I have been in the world a bit too long to readily accept facile prescriptions . I have seen too many as it were healthy people suddenly hit by severe illness. We all know tragic stories of how this happens to very young people too. So while I think the advice and regimen given here is largely sound I would add that we all should be also praying for God's help. Because God's help needed at all ages of life is especially needed in old age. And at this I think of the the Jewish prayer " Do not cast me out in my old age" Much depends on us, and this book tells us a lot of what that is , but much also depends on help from Above.

Rating: 4 stars
Summary: Thought this was fascinating....
Review: Then I realized it was easy to simplify the entire book into four sentences. Eat for fuel not comfort or boredom (eat your veggies). Get consistent exercise (they recommend six times per week). Have strong support systems in your life with solid relationships. Then don't lose your zest for something like a hobby that intrigues you.

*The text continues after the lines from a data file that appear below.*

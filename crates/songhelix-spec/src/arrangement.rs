//! Arrangement engine configuration: activity solver, voices, and tracks.

use serde::{Deserialize, Serialize};

use crate::random::RandomValue;
use crate::sequencers::SequenceEngineSpec;

/// Configuration for the arrangement engine (activity solver + tracks).
#[derive(Debug, Clone, PartialEq, Serialize, Deserialize)]
pub struct ArrangementSpec {
    /// Solver strategy.
    #[serde(default)]
    pub constraint_mode: ConstraintMode,
    /// Global iteration budget for the solver.
    #[serde(default = "default_max_iterations")]
    pub max_iterations: u64,
    /// Wanted activity counts for the fade-in sections.
    #[serde(default)]
    pub start_activity_counts: Vec<u32>,
    /// Wanted activity counts for the fade-out sections.
    #[serde(default)]
    pub stop_activity_counts: Vec<u32>,
    /// Lower bound on middle-phase activity counts.
    #[serde(default)]
    pub min_activity_count: u32,
    /// Upper bound on activity counts; 0 selects the exponential cap.
    #[serde(default)]
    pub max_activity_count: u32,
    /// Maximum |delta| between consecutive middle-phase counts.
    #[serde(default = "default_max_change")]
    pub max_activity_change_count: u32,
    /// Score weights for greedy mode.
    #[serde(default)]
    pub greedy_weights: GreedyWeights,
    /// One configuration per named voice.
    pub activity_vectors: Vec<ActivityVectorSpec>,
    /// Post-solve activity modification operators.
    #[serde(default)]
    pub modifiers: Vec<ActivityModifierSpec>,
    /// Instrument tracks rendered from the solved matrix.
    pub tracks: Vec<TrackSpec>,
    #[serde(default, skip_serializing_if = "Option::is_none")]
    pub seed: Option<u64>,
    #[serde(default, skip_serializing_if = "Option::is_none")]
    pub salt: Option<u32>,
}

/// Solver strategy.
#[derive(Debug, Clone, Copy, PartialEq, Eq, Default, Serialize, Deserialize)]
#[serde(rename_all = "snake_case")]
pub enum ConstraintMode {
    /// Randomized backtracking; every constraint holds on success.
    #[default]
    Exact,
    /// Scored random draw per section; approximate satisfaction.
    Greedy,
}

/// Score weights for greedy mode.
#[derive(Debug, Clone, Copy, PartialEq, Serialize, Deserialize)]
#[serde(default)]
pub struct GreedyWeights {
    /// Weight per segment/pause length violation.
    pub length: u32,
    /// Weight per segment count violation.
    pub segment_count: u32,
    /// Weight per start/stop window violation.
    pub window: u32,
    /// Weight per percentage point of min/max activity violation.
    pub activity: u32,
}

impl Default for GreedyWeights {
    fn default() -> Self {
        GreedyWeights {
            length: 250,
            segment_count: 400,
            window: 100,
            activity: 15,
        }
    }
}

/// Per-voice constraints for the activity solver.
#[derive(Debug, Clone, PartialEq, Serialize, Deserialize)]
pub struct ActivityVectorSpec {
    /// Voice name, referenced by tracks and modifiers.
    pub name: String,
    /// Minimum active percentage of song ticks.
    #[serde(default)]
    pub min_active: f64,
    /// Maximum active percentage of song ticks.
    #[serde(default = "default_max_active")]
    pub max_active: f64,
    /// Permit the voice to stay entirely inactive.
    #[serde(default)]
    pub allow_inactive: bool,
    /// Latest section (0-based) by which the voice must have started.
    #[serde(default, skip_serializing_if = "Option::is_none")]
    pub start_before_section: Option<u32>,
    /// Sections from the start during which the voice must stay inactive.
    #[serde(default, skip_serializing_if = "Option::is_none")]
    pub start_after_section: Option<u32>,
    /// Sections from the end during which the voice must stay inactive.
    #[serde(default, skip_serializing_if = "Option::is_none")]
    pub stop_before_section: Option<u32>,
    /// Earliest section from the end at which the voice must still be active.
    #[serde(default, skip_serializing_if = "Option::is_none")]
    pub stop_after_section: Option<u32>,
    /// Minimum number of active segments.
    #[serde(default, skip_serializing_if = "Option::is_none")]
    pub min_segment_count: Option<u32>,
    /// Maximum number of active segments.
    #[serde(default, skip_serializing_if = "Option::is_none")]
    pub max_segment_count: Option<u32>,
    /// Minimum active segment length in sections.
    #[serde(default, skip_serializing_if = "Option::is_none")]
    pub min_segment_length: Option<u32>,
    /// Maximum active segment length in sections.
    #[serde(default, skip_serializing_if = "Option::is_none")]
    pub max_segment_length: Option<u32>,
    /// Minimum pause length in sections.
    #[serde(default, skip_serializing_if = "Option::is_none")]
    pub min_pause_length: Option<u32>,
    /// Maximum pause length in sections.
    #[serde(default, skip_serializing_if = "Option::is_none")]
    pub max_pause_length: Option<u32>,
    /// Tick shift applied to segment starts after the solve.
    #[serde(default)]
    pub start_shift: i64,
    /// Tick shift applied to segment stops after the solve.
    #[serde(default)]
    pub stop_shift: i64,
}

/// A section reference: absolute index, negative index from the end, or a
/// percentage of total ticks mapped to the containing section.
#[derive(Debug, Clone, PartialEq, Serialize, Deserialize)]
#[serde(untagged)]
pub enum SectionRef {
    Index(i64),
    Percent(String),
}

/// Post-solve activity modification operator.
#[derive(Debug, Clone, PartialEq, Serialize, Deserialize)]
#[serde(tag = "op", rename_all = "snake_case")]
pub enum ActivityModifierSpec {
    /// Set the target active over the range.
    Set {
        target: String,
        from: SectionRef,
        to: SectionRef,
    },
    /// Clear the target over the range.
    Clear {
        target: String,
        from: SectionRef,
        to: SectionRef,
    },
    /// Flip the target over the range.
    Flip {
        target: String,
        from: SectionRef,
        to: SectionRef,
    },
    /// target = !a over the range.
    Not {
        target: String,
        a: String,
        from: SectionRef,
        to: SectionRef,
    },
    /// target = a & b over the range.
    And {
        target: String,
        a: String,
        b: String,
        from: SectionRef,
        to: SectionRef,
    },
    /// target = a | b over the range.
    Or {
        target: String,
        a: String,
        b: String,
        from: SectionRef,
        to: SectionRef,
    },
    /// target = a ^ b over the range.
    Xor {
        target: String,
        a: String,
        b: String,
        from: SectionRef,
        to: SectionRef,
    },
    /// target = a & !b over the range.
    AndNot {
        target: String,
        a: String,
        b: String,
        from: SectionRef,
        to: SectionRef,
    },
}

impl ActivityModifierSpec {
    /// Name of the vector the operator writes to.
    pub fn target(&self) -> &str {
        match self {
            ActivityModifierSpec::Set { target, .. }
            | ActivityModifierSpec::Clear { target, .. }
            | ActivityModifierSpec::Flip { target, .. }
            | ActivityModifierSpec::Not { target, .. }
            | ActivityModifierSpec::And { target, .. }
            | ActivityModifierSpec::Or { target, .. }
            | ActivityModifierSpec::Xor { target, .. }
            | ActivityModifierSpec::AndNot { target, .. } => target,
        }
    }
}

/// One instrument track of the arrangement.
#[derive(Debug, Clone, PartialEq, Serialize, Deserialize)]
pub struct TrackSpec {
    /// Instrument name, bound to a device channel by the player.
    pub instrument: String,
    /// Melodic tracks honor the player transposition; rhythm tracks do not.
    #[serde(default)]
    pub kind: TrackKindSpec,
    /// Per-track pitch offset in semitones.
    #[serde(default, skip_serializing_if = "Option::is_none")]
    pub transposition: Option<RandomValue>,
    /// Per-track velocity scale in percent.
    #[serde(default, skip_serializing_if = "Option::is_none")]
    pub velocity: Option<RandomValue>,
    /// Render only this track (and other solo tracks).
    #[serde(default)]
    pub solo: bool,
    /// Skip this track entirely.
    #[serde(default)]
    pub mute: bool,
    /// Activity vector names consumed by the sequence engine.
    pub activity_vectors: Vec<String>,
    /// The sequence engine producing this track's notes.
    pub sequence_engine: SequenceEngineSpec,
    #[serde(default, skip_serializing_if = "Option::is_none")]
    pub seed: Option<u64>,
    #[serde(default, skip_serializing_if = "Option::is_none")]
    pub salt: Option<u32>,
}

/// Track kind.
#[derive(Debug, Clone, Copy, PartialEq, Eq, Default, Serialize, Deserialize)]
#[serde(rename_all = "snake_case")]
pub enum TrackKindSpec {
    #[default]
    Melodic,
    Rhythm,
}

fn default_max_iterations() -> u64 {
    1_000_000
}

fn default_max_change() -> u32 {
    2
}

fn default_max_active() -> f64 {
    100.0
}

#[cfg(test)]
mod tests {
    use super::*;

    #[test]
    fn greedy_weights_default_to_reference_values() {
        let w = GreedyWeights::default();
        assert_eq!(w.length, 250);
        assert_eq!(w.segment_count, 400);
        assert_eq!(w.window, 100);
        assert_eq!(w.activity, 15);
    }

    #[test]
    fn modifier_deserializes_with_percent_ref() {
        let json = r#"{"op":"and_not","target":"a","a":"b","b":"c","from":0,"to":"50%"}"#;
        let spec: ActivityModifierSpec = serde_json::from_str(json).unwrap();
        assert_eq!(spec.target(), "a");
        match spec {
            ActivityModifierSpec::AndNot { from, to, .. } => {
                assert_eq!(from, SectionRef::Index(0));
                assert_eq!(to, SectionRef::Percent("50%".to_string()));
            }
            _ => panic!("wrong op"),
        }
    }
}
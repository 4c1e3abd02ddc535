//! Controller LFOs: tick-indexed low-frequency oscillators driving MIDI
//! controllers, pitch bend, or the tempo.

use rand::{Rng, SeedableRng};
use rand_pcg::Pcg32;

use songhelix_spec::player::{LfoShape, LfoSpec, RotationUnit};

use crate::error::PlayerError;

/// What an LFO writes to.
#[derive(Debug, Clone, Copy, PartialEq, Eq)]
pub enum ControllerTarget {
    /// 14-bit pitch bend.
    PitchBend,
    /// The scheduler's tempo, in thousandths of BPM.
    MilliBpm,
    /// A 7-bit control change.
    Controller(u8),
}

/// Parse a controller name: a known name, `cc:N`, `pitch_bend`, `milli_bpm`.
pub fn parse_controller(name: &str) -> Result<ControllerTarget, PlayerError> {
    if let Some(number) = name.strip_prefix("cc:") {
        let cc: u8 = number.parse().map_err(|_| PlayerError::Config {
            message: format!("invalid controller number '{}'", name),
        })?;
        if cc > 127 {
            return Err(PlayerError::Config {
                message: format!("controller number {} out of range", cc),
            });
        }
        return Ok(ControllerTarget::Controller(cc));
    }
    let target = match name {
        "pitch_bend" => ControllerTarget::PitchBend,
        "milli_bpm" => ControllerTarget::MilliBpm,
        "modulation_wheel" => ControllerTarget::Controller(1),
        "breath" => ControllerTarget::Controller(2),
        "foot_pedal" => ControllerTarget::Controller(4),
        "volume" => ControllerTarget::Controller(7),
        "balance" => ControllerTarget::Controller(8),
        "pan" => ControllerTarget::Controller(10),
        "expression" => ControllerTarget::Controller(11),
        "effect1" => ControllerTarget::Controller(12),
        "effect2" => ControllerTarget::Controller(13),
        "variation" => ControllerTarget::Controller(70),
        "timbre" => ControllerTarget::Controller(71),
        "release_time" => ControllerTarget::Controller(72),
        "attack_time" => ControllerTarget::Controller(73),
        "brightness" => ControllerTarget::Controller(74),
        _ => {
            return Err(PlayerError::Config {
                message: format!("unknown controller '{}'", name),
            })
        }
    };
    Ok(target)
}

/// One configured LFO plus its playback state.
pub struct ControllerLfo {
    pub target: ControllerTarget,
    pub instrument: Option<String>,
    pub rotation_unit: RotationUnit,
    pub speed: f64,
    shape: LfoShape,
    phase: f64,
    min_value: i32,
    max_value: i32,
    seed: u64,
    /// Value sent at the previous evaluation, if any.
    pub last_sent: Option<i32>,
}

impl ControllerLfo {
    /// Build from configuration.
    pub fn from_spec(spec: &LfoSpec, seed: u64) -> Result<Self, PlayerError> {
        if spec.min_value > spec.max_value {
            return Err(PlayerError::Config {
                message: format!(
                    "LFO min_value {} exceeds max_value {}",
                    spec.min_value, spec.max_value
                ),
            });
        }
        Ok(ControllerLfo {
            target: parse_controller(&spec.controller)?,
            instrument: spec.instrument.clone(),
            rotation_unit: spec.rotation_unit,
            speed: spec.speed,
            shape: spec.shape,
            phase: spec.phase,
            min_value: spec.min_value,
            max_value: spec.max_value,
            seed,
            last_sent: None,
        })
    }

    /// The integer value at a phase (in rotations).
    pub fn value_at(&self, phase: f64) -> i32 {
        let phase = phase + self.phase;
        let frac = phase.rem_euclid(1.0);
        let wave = match self.shape {
            LfoShape::Sine => ((std::f64::consts::TAU * frac).sin() + 1.0) / 2.0,
            LfoShape::Triangle => {
                if frac < 0.5 {
                    2.0 * frac
                } else {
                    2.0 - 2.0 * frac
                }
            }
            LfoShape::Sawtooth => frac,
            LfoShape::Square => {
                if frac < 0.5 {
                    1.0
                } else {
                    0.0
                }
            }
            LfoShape::Random => {
                // Sample-and-hold: one draw per rotation, stable per seed.
                let rotation = phase.floor() as i64 as u64;
                Pcg32::seed_from_u64(self.seed ^ rotation.wrapping_mul(0x9E3779B97F4A7C15))
                    .gen::<f64>()
            }
        };
        let span = (self.max_value - self.min_value) as f64;
        self.min_value + (wave * span).round() as i32
    }
}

There are some interesting pages on the anatomy of aging and how societal influences affect the process of aging but overall if you have some horse sense you already knew all of this and the book is merely a reminder of the back to basics approach you already knew.

Rating: 5 stars
Summary: The Phildelphia Reviewer
Review: This is a very well written book which is more than another "how to" manual. Crowley's wry sense of humor and inate sense of style makes this very readable and fun for those approaching,or even deep into their golden years. Best of all his common sense approach to health and happiness in retirement has an irresistable quality, even to those of us living in the Philadelphia in the dead of winter. After you have read a few chapters you will start exercising and making good health a priority. I have had no hesitation in enthusiastically recommending this book to all my friends.